Krasser Einzelfall? Wohl kaum. Reher-Gremme kann auf Anfrage Dutzende weitere Beispiele nennen. „Wir hatten kurze Zeit später noch seine Tochter da“, berichtet sie gegenüber APOTHEKE ADHOC. Die Tochter brauchte eine Vortex-Maske, einen Vernebler für ihr Kind, ebenfalls an Asthma leidend; ebenfalls bei der IKK versichert. Die Apotheke konnte sie genauso wenig beliefern wie ihren Vater.
Ein anderer Fall sei ein älterer Mann gewesen. Er sei nach einem Schlaganfall auf Katheter-Beutel angewiesen und habe sie eigentlich bisher von der Apotheke bezogen. Der Mann ist seit dem Schlaganfall nicht mehr mobil, läuft mit Rollator. „Für seine Katheter-Beutel soll er bis nach Lünen fahren“, erzählt Reher-Gremme. „Ich weiß gar nicht ob der überhaupt noch Auto fahren kann.“
Aber nicht nur alte und immobile Leute leiden unter dem Vertragsende. Die Apothekerin erinnert sich an einen jungen Vater, der eine Babywaage gebraucht habe. Die IKK habe ihm zwar ein Sanitätshaus genannt, bei dem er sie bekommen sollte, doch dort habe man irritiert reagiert und gefragt, wie er auf die Idee käme, dass sie Babywaagen hätten.

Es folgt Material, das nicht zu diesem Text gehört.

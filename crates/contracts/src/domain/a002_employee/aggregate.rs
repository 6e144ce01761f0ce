use crate::domain::common::{EntityMetadata, EntityStatus};
use crate::shared::list_view::{
    ActionPermissions, ColumnDef, ColumnFormat, FieldKind, ListEntity, ListViewConfig, Record,
    ValidationRules,
};
use serde::{Deserialize, Serialize};

/// Сотрудник, за которым закрепляются активы
#[derive(Debug, Clone, Serialize, Deserialize)]
pub struct Employee {
    pub id: String,
    pub employee_code: String,
    pub name: String,
    #[serde(default)]
    pub email: Option<String>,
    #[serde(default)]
    pub phone: Option<String>,
    #[serde(default)]
    pub department: Option<String>,
    #[serde(default)]
    pub designation: Option<String>,
    #[serde(default)]
    pub location: Option<String>,
    #[serde(default)]
    pub status: EntityStatus,
    #[serde(flatten)]
    pub metadata: EntityMetadata,
}

impl ListEntity for Employee {
    fn to_record(&self) -> Record {
        let record = Record::new(&self.id)
            .with("employee_code", self.employee_code.as_str())
            .with("name", self.name.as_str())
            .with("status", self.status.as_str())
            .with_opt("email", self.email.clone())
            .with_opt("phone", self.phone.clone())
            .with_opt("department", self.department.clone())
            .with_opt("designation", self.designation.clone())
            .with_opt("location", self.location.clone());
        match self.metadata.created_at {
            Some(created_at) => record.created(created_at),
            None => record,
        }
    }

    fn list_config() -> ListViewConfig {
        ListViewConfig::new("name")
            .column(ColumnDef::new("employee_code", "Табельный номер"))
            .column(ColumnDef::new("name", "ФИО"))
            .column(ColumnDef::new("email", "E-mail"))
            .column(ColumnDef::new("phone", "Телефон").not_sortable())
            .column(ColumnDef::new("department", "Подразделение"))
            .column(ColumnDef::new("designation", "Должность"))
            .column(ColumnDef::new("location", "Площадка"))
            .column(ColumnDef::new("status", "Статус").enumeration(&EntityStatus::ALL))
            .column(
                ColumnDef::new("created_at", "Создано")
                    .kind(FieldKind::Date)
                    .format(ColumnFormat::DateTime)
                    .read_only(),
            )
            .searchable(&["employee_code", "name", "email", "designation"])
            .filterable(&["department", "location", "status"])
            .required(&["employee_code", "email"])
            .rule(
                "email",
                ValidationRules::required().with_min_length(3).with_max_length(254),
            )
            .permissions(ActionPermissions::for_entity("employees"))
    }
}

#[cfg(test)]
mod tests {
    use super::*;

    #[test]
    fn test_employee_to_record() {
        let employee: Employee = serde_json::from_str(
            r#"{"id":"e1","employee_code":"EMP-001","name":"Петров П.П.","department":"ИТ"}"#,
        )
        .unwrap();
        let record = employee.to_record();
        assert_eq!(record.display("department"), "ИТ");
        assert_eq!(record.display("status"), "active");
        assert!(record.created_at().is_none());
    }

    #[test]
    fn test_list_config_is_consistent() {
        let config = Employee::list_config();
        assert!(config.validate().is_ok());
        assert!(config.rules_for("email").is_required());
        assert!(!config.is_sortable("phone"));
    }

    #[test]
    fn test_edit_payload_matches_employee_contract() {
        let employee: Employee = serde_json::from_str(
            r#"{"id":"e1","employee_code":"T-017","name":"Петров П.П.",
                "email":"petrov@example.com","status":"inactive"}"#,
        )
        .unwrap();
        let payload = crate::shared::list_view::edit_payload(&employee);
        let back: Employee = serde_json::from_value(payload).unwrap();
        assert_eq!(back.employee_code, "T-017");
        assert_eq!(back.email.as_deref(), Some("petrov@example.com"));
        assert_eq!(back.status, EntityStatus::Inactive);
    }
}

Auch Milchpumpen werden wohl zum Problem werden. „In Dülmen macht fast keine Apotheke mit, und Sanitätshäuser, die Milchpumpen verleihen, sind doch eher rar“, so Reher-Gremmes Einschätzung. Im Endeffekt werde es darauf hinauslaufen, dass Patient:innen die Hilfsmittel vermehrt privat kaufen müssen – die Mehrkosten also für die Patienten entstehen.
Die IKK indessen entziehe sich der Verantwortung. In dem ersten geschilderten Fall habe es um die vier Wochen gedauert, wiederholt Reher-Gremme. „Nach drei Wochen hat sich der Patient bei der IKK beschwert, doch die haben sich nicht verantwortlich gefühlt, und ihn nur an das Sanitätshaus verwiesen. Dabei ist das doch deren Vertragspartner“, kritisiert sie. „Das passt hinten und vorne nicht!“
Dass das neue Konzept der IKK nicht aufgeht, kommt für Reher-Gremme nicht überraschend. Was vorher Tausende Apotheken geleistet haben, kann nicht einfach von viel weniger Sanitätshäusern übernommen werden.
Das IKK-Versprechen „Gleicher Preis für Gleiche Leistung“ sei schlichtweg falsch. Die Apotheken würden viel mehr Leistungen erbringen, allein schon durch die Beratung und Erklärung zur Anwendung. Sanitätshäuser seien da ganz anders aufgestellt und ausgestattet.
Als Beispiel nennt sie die Blutdruckmessgeräte: Die Manschette müss erst einmal passen, dann seien Erklärungen nötig zur Anwendung: Wie hoch muss die Manschette liegen, wie muss der Arm liegen und ähnliches. „Das geht doch den Bach runter“, kritisiert sie. Und bei fehlerhafter Anwendung und fehlender Beratung werde es im Grunde sogar deutlich teurer für das System: nämlich dann, wenn im Ernstfall Patienten im Krankenhaus landen.
Ein weiteres Problem sieht die Apothekerin im Notdienst: „IKK-Patienten können wir im Notdienst nicht helfen – jedenfalls bei Hilfsmitteln – oder sie müssen diese selbst bezahlen“, erklärt sie. Die Sanitätshäuser haben zu Nacht- und Notdienstzeiten in der Regel nicht geöffnet.